As is normal at any conference, DEC 2007 had its sponsors that were keen to show off their products. My journey with MIIS so far has been an entirely DIY affair, so I was interested to have a squizz at the products on display. It was a small conference, and there were only three software vendors with add-ons to promote. I’ll just give my impressions here – obviously for more information you should visit the relevant websites.
NetPro Mission Control
MIIS is sorely lacking in a good management interface, and NetPro have addressed this need with Mission Control. Some observations:
- It runs in a web GUI, so is easily accessible by whoever should need it.
It has the abilty to produce Visio maps of data flows – something that would be extremely useful in documenting an installation that has been allowed to get into a mess.
- There is a strong focus on auditing and reporting, with the ability to compare run times of like operations over different time periods (and no, you don’t need to keep months of Run History to do this – it stores that data in its own tables).
- It tracks all the changes made to the metaverse schema, management agents, DLLs. I wasn’t sure how useful this would be unless you have multiple people changing the server and no change control – and if that’s the case you’re probably in a lot more trouble than this can help with.
- It apparently has the ability to schedule run profiles along with pre- and post-processing tasks. Unfortunately I was not able to see this demo’d – a pity as it’s (to my mind) the most useful feature.
Mission Control is licensed on the number of MAs it is managing. You buy a server license for the product, and then packs of 10 MA licenses.
Omada Identity Manager
I had a rather rushed demo of this but I think I got the general gist.
Omada have focused on providing an interface for the management of users and groups, that can then tie in to MIIS. Their product runs on a seperate server with it’s own SQL database and web interface. Through web forms, administrators are able to create users and assign them to appropriate Roles. An MA provides the connection back to MIIS allowing users and group memberships to flow where needed.
I’m not really sure what effect ILM r2 will have on this product, as it essentially has the same structure. I suppose Omada will maintain their niche with their emphasis on a Role-based structure and their support for SAP, and besides, ILM r2 is still 12-18 months off.
If enterprise Roles is something you need to consider, and your organisation currently has no systematic way of assigning them, then Omada could be well worth a look.
Centrify DirectControl Suite
DirectControl allows you to greatly simplify your directory sprawl by allowing non-Microsoft servers and applications to use AD as an authentication authority. It does this by introducing new objects called Zones into AD – though somehow without extending the schema – I’m not sure how that works.

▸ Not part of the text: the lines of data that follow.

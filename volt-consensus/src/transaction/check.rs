//! Transaction checks.

use lazy_static::lazy_static;
use secp256k1::{ecdsa::Signature, Message, PublicKey, Secp256k1, VerifyOnly};

use volt_chain::amount::Amount;
use volt_chain::transaction::Transaction;
use volt_chain::transfer::{pub_key_hash, Input, OutPoint};
use volt_state::Utxo;

use crate::error::TransactionError;

lazy_static! {
    static ref SECP: Secp256k1<VerifyOnly> = Secp256k1::verification_only();
}

/// Checks that the transaction has at least one input and one output.
pub fn has_inputs_and_outputs(tx: &Transaction) -> Result<(), TransactionError> {
    if tx.inputs.is_empty() {
        Err(TransactionError::NoInputs)
    } else if tx.outputs.is_empty() {
        Err(TransactionError::NoOutputs)
    } else {
        Ok(())
    }
}

/// The outpoint spent by a non-coinbase input.
///
/// Coinbase inputs are only legal in the first transaction of a block, which
/// the block checks enforce; anywhere else they are an error.
pub fn spent_outpoint(input: &Input) -> Result<OutPoint, TransactionError> {
    input
        .outpoint()
        .ok_or(TransactionError::CoinbaseInputFound)
}

/// Checks that `input` is authorized to spend `utxo`:
/// the unlock script parses as `pub key | DER signature`, the key hashes to
/// the lock's key hash, and the signature verifies over the transaction's
/// sighash.
pub fn spend_is_authorized(
    tx: &Transaction,
    input: &Input,
    utxo: &Utxo,
) -> Result<(), TransactionError> {
    let unlock = match input {
        Input::PrevOut { unlock, .. } => unlock,
        Input::Coinbase { .. } => return Err(TransactionError::CoinbaseInputFound),
    };
    let (pub_key_bytes, der_signature) = unlock
        .as_single_signature()
        .ok_or(TransactionError::MalformedUnlock)?;

    if &pub_key_hash(pub_key_bytes) != utxo.output.lock.pub_key_hash() {
        return Err(TransactionError::WrongPubKey);
    }

    let pub_key =
        PublicKey::from_slice(pub_key_bytes).map_err(|_| TransactionError::MalformedUnlock)?;
    let signature =
        Signature::from_der(der_signature).map_err(|_| TransactionError::MalformedUnlock)?;
    let message = Message::from_slice(&tx.sighash())
        .expect("a sighash is always exactly 32 bytes");

    SECP.verify_ecdsa(&message, &signature, &pub_key)
        .map_err(|_| TransactionError::InvalidSignature)
}

/// The fee of a transaction given the values of the outputs it spends:
/// `Σ inputs − Σ outputs`. A fee of exactly zero is legal; a negative fee is
/// not.
pub fn transaction_fee(
    input_sum: Amount,
    tx: &Transaction,
) -> Result<Amount, TransactionError> {
    let output_sum = Amount::sum(tx.outputs.iter().map(|output| output.value))?;
    input_sum
        .checked_sub(output_sum)
        .map_err(|_| TransactionError::NegativeFee)
}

I made the point that I could already get Linux and Unix servers authenticating to AD by using the Services for Unix, but apparently that is only with seriously pathetic security, and besides SFU is to be discontinued (I had not heard that…)
They seem to have a good range of apps and systems that the product integrates with – not just from the Unix/Linux world, but also Oracle, SAP, Mac OS and others. In the Windows ITPro magazine thoughtfully left in my conference bag, DirectControl was compared with products from Quest and Centeris and it came out tops.
In case you’re wonderinig what this has to do with MIIS, Centrify do have an MA that allows the Zones to be managed through it. Unfortunately this was yet another demo that couldn’t be produced on the day, so I just have their word for it.